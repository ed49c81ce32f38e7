//! Shifted inverse iteration for the Fiedler value.
//!
//! Iterates `x <- (L + sigma I)^-1 x` with `x` kept orthogonal to the constant
//! vector, so the zero mode never enters and the solve is always well posed.

use crate::error::{FeatureError, FeatureResult};
use ndarray::Array1;
use rand::rngs::StdRng;
use rand::{Rng, SeedableRng};
use sprs::CsMat;

fn norm(v: &Array1<f64>) -> f64 {
    v.dot(v).sqrt()
}

fn remove_mean(v: &mut Array1<f64>) {
    let mean = v.mean().unwrap_or(0.0);
    v.mapv_inplace(|x| x - mean);
}

/// Solve `(L + sigma I) y = b` by conjugate gradients.
fn conjugate_gradient(
    l: &CsMat<f64>,
    sigma: f64,
    b: &Array1<f64>,
    max_iter: usize,
    tol: f64,
) -> FeatureResult<Array1<f64>> {
    let apply = |p: &Array1<f64>| {
        let mut out = l * p;
        out.scaled_add(sigma, p);
        out
    };
    let b_norm = norm(b).max(f64::MIN_POSITIVE);
    let mut y = Array1::zeros(b.len());
    let mut r = b.clone();
    let mut p = r.clone();
    let mut rs = r.dot(&r);
    for _ in 0..max_iter {
        if rs.sqrt() <= tol * b_norm {
            return Ok(y);
        }
        let ap = apply(&p);
        let step = rs / p.dot(&ap);
        y.scaled_add(step, &p);
        r.scaled_add(-step, &ap);
        let rs_next = r.dot(&r);
        p = &r + &(&p * (rs_next / rs));
        rs = rs_next;
    }
    if rs.sqrt() <= tol * b_norm {
        Ok(y)
    } else {
        Err(FeatureError::NonConvergence {
            what: "conjugate gradient",
            iterations: max_iter,
        })
    }
}

pub(crate) fn fiedler_value(
    l: &CsMat<f64>,
    sigma: f64,
    max_iter: usize,
    tol: f64,
    seed: u64,
) -> FeatureResult<f64> {
    let n = l.rows();
    if n < 2 {
        return Err(FeatureError::Degenerate("fewer than two nodes".into()));
    }
    let mut rng = StdRng::seed_from_u64(seed);
    let mut x = Array1::from_shape_fn(n, |_| rng.gen::<f64>() - 0.5);
    remove_mean(&mut x);
    let x_norm = norm(&x);
    x /= x_norm;

    let cg_budget = (10 * n).max(1_000);
    let cg_tol = (tol * 1e-2).max(1e-14);
    for _ in 0..max_iter {
        let mut y = conjugate_gradient(l, sigma, &x, cg_budget, cg_tol)?;
        remove_mean(&mut y);
        let y_norm = norm(&y);
        if y_norm < f64::MIN_POSITIVE {
            return Err(FeatureError::Degenerate("inverse iterate vanished".into()));
        }
        x = y / y_norm;

        let lx = l * &x;
        let lambda = x.dot(&lx);
        let mut residual = lx;
        residual.scaled_add(-lambda, &x);
        if norm(&residual) <= tol.sqrt() * lambda.abs().max(1.0) {
            return Ok(lambda);
        }
    }
    Err(FeatureError::NonConvergence {
        what: "shifted inverse iteration",
        iterations: max_iter,
    })
}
....
Report back every line of the entries in which "NonConvergence" occurs.

- **Exercise solution**
        Err(FeatureError::NonConvergence {
    Err(FeatureError::NonConvergence {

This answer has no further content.